Collected data:
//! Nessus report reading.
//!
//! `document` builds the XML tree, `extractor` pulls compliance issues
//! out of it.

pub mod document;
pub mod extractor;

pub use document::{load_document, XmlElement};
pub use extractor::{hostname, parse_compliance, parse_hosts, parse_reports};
...
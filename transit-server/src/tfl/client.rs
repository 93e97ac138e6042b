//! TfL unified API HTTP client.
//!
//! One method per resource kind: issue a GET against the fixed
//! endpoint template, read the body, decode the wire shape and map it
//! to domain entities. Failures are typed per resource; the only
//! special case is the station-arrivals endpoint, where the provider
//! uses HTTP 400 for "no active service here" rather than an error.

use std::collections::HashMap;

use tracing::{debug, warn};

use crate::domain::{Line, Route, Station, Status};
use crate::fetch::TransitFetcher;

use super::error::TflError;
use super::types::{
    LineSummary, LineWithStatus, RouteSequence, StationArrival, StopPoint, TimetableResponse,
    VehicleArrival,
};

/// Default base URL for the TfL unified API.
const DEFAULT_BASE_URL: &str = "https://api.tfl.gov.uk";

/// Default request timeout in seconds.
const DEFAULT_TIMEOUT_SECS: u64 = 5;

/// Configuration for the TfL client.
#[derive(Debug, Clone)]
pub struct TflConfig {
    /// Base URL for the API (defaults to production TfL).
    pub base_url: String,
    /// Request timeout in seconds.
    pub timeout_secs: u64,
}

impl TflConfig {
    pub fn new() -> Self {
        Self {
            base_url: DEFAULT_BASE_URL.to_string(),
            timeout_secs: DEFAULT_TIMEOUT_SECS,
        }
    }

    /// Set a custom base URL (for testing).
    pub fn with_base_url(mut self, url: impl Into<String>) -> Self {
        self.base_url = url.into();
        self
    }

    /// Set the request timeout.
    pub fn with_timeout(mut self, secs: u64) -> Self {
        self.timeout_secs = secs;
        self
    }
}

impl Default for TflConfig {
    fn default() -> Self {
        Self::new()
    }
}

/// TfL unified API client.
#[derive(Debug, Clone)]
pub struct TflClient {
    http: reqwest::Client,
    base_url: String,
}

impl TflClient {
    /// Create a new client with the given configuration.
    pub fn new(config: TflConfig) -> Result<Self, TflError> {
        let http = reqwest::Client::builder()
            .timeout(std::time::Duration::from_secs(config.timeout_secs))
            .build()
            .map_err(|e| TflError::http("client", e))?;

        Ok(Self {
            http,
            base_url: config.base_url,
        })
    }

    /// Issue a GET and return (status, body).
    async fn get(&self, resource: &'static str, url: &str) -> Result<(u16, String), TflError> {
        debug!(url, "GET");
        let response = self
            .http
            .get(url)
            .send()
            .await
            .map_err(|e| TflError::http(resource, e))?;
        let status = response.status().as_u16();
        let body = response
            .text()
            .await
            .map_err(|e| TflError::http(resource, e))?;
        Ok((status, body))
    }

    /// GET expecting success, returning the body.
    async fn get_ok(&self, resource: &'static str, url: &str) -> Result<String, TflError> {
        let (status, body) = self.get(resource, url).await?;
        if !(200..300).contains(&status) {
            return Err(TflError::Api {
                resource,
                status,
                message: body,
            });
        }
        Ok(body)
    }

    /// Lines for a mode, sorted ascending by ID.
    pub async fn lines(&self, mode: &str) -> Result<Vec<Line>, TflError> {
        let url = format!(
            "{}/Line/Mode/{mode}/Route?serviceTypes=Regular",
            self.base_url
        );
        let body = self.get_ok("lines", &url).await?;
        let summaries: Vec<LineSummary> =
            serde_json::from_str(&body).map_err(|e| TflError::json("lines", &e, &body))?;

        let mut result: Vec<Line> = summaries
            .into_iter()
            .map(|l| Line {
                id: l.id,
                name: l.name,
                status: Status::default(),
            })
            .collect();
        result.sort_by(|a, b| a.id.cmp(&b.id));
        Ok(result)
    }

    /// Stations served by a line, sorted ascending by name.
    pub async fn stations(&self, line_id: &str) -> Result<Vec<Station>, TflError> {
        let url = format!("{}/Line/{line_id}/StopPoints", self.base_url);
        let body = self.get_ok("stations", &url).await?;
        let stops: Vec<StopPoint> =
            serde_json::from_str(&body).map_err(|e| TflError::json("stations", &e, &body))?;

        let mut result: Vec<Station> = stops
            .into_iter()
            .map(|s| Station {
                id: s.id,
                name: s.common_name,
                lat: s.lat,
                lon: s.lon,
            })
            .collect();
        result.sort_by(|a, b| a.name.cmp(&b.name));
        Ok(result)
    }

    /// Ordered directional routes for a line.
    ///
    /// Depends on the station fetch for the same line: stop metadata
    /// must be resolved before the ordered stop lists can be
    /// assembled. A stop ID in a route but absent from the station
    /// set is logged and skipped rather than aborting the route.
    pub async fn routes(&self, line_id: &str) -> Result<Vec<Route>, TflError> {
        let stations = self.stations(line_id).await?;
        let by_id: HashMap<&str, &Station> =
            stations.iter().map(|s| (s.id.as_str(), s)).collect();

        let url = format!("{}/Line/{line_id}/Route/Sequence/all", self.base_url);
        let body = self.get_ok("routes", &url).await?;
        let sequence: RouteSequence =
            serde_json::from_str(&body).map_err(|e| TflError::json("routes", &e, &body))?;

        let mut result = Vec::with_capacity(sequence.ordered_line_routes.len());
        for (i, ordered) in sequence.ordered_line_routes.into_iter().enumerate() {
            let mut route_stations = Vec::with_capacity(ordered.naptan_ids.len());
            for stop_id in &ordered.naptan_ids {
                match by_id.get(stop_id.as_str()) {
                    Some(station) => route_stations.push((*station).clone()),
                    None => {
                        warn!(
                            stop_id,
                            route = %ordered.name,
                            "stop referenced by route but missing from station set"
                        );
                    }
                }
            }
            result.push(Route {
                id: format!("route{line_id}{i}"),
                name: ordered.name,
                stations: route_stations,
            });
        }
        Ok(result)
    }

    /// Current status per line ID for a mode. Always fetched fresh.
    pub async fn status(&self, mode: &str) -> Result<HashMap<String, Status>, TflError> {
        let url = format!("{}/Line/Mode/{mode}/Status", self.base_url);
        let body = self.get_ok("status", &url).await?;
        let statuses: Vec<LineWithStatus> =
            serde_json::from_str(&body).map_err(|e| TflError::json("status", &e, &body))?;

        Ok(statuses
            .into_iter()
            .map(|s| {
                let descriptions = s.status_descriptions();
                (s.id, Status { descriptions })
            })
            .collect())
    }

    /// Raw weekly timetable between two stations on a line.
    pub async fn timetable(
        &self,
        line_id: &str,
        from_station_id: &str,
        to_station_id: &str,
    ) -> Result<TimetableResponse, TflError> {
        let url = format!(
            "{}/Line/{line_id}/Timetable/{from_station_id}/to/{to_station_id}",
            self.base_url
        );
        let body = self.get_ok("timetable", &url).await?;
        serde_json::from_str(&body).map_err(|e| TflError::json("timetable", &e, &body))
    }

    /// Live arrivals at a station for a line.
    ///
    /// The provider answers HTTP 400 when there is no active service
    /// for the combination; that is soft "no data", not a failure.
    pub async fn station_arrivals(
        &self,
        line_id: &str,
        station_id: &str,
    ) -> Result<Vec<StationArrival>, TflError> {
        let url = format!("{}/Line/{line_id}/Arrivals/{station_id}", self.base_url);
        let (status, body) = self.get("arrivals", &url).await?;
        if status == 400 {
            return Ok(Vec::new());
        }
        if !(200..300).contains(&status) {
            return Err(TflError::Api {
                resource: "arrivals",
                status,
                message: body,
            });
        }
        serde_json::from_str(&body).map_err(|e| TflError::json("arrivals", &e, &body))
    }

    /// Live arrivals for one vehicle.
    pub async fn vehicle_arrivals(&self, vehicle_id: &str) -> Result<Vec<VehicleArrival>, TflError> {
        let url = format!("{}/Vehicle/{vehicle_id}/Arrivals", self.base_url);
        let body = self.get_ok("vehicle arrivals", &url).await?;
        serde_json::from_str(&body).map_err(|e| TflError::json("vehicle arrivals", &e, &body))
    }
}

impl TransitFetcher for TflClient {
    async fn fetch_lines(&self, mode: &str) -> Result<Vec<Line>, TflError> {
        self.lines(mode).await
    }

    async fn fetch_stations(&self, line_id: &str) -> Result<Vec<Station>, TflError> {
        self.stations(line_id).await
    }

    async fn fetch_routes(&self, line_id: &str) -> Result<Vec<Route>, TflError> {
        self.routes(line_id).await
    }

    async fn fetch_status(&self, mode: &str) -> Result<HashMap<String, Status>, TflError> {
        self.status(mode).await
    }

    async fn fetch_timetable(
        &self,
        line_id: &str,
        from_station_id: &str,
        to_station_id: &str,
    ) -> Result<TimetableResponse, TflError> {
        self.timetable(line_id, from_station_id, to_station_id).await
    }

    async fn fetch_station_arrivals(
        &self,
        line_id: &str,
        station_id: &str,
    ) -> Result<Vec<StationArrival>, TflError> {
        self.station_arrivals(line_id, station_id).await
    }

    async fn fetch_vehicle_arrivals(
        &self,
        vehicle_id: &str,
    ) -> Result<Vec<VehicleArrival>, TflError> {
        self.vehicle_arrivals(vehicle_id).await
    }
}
---
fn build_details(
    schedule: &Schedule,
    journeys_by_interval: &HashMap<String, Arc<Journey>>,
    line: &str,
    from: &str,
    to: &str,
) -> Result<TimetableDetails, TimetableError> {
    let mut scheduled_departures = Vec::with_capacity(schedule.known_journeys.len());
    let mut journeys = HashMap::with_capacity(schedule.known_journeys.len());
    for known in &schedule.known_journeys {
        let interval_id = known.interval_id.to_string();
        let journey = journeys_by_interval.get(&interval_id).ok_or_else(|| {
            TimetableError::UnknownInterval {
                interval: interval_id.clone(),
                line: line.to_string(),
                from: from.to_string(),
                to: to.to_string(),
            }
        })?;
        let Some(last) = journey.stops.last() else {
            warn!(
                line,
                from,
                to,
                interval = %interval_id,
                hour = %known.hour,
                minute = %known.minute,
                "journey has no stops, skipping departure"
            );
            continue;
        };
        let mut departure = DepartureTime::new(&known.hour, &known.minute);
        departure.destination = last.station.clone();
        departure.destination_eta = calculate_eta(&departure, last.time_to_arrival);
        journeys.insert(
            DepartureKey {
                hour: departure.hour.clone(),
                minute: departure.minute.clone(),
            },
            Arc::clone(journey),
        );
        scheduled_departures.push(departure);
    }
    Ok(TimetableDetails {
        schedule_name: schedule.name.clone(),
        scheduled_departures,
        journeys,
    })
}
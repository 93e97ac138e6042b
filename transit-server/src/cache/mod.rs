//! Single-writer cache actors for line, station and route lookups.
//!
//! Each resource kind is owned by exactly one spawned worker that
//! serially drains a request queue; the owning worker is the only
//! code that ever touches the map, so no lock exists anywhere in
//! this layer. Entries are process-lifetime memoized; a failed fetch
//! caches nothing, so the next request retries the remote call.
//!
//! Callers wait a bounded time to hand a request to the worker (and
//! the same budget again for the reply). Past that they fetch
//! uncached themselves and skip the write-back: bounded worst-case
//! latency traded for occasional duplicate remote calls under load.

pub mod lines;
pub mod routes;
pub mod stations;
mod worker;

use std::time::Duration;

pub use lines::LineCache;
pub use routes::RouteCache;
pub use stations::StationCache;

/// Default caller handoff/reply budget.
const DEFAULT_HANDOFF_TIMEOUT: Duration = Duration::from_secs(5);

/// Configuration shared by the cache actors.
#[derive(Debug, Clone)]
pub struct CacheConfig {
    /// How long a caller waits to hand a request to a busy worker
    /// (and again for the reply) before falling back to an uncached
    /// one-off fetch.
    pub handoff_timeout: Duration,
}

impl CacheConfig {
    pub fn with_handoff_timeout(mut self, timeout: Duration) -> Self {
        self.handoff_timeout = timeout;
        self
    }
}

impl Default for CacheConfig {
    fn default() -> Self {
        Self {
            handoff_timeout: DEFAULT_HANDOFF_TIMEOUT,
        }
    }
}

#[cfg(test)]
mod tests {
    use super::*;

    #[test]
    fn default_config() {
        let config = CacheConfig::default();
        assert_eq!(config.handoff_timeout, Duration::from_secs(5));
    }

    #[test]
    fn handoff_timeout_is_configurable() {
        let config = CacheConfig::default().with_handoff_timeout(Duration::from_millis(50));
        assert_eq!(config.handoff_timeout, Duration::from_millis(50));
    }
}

EXERCISE BRIEF: The lines to show are those in the data above that include "filename".

ANSWER TO THIS EXERCISE:
filename transit-server/src/tfl/client.rs
filename transit-server/src/cache/mod.rs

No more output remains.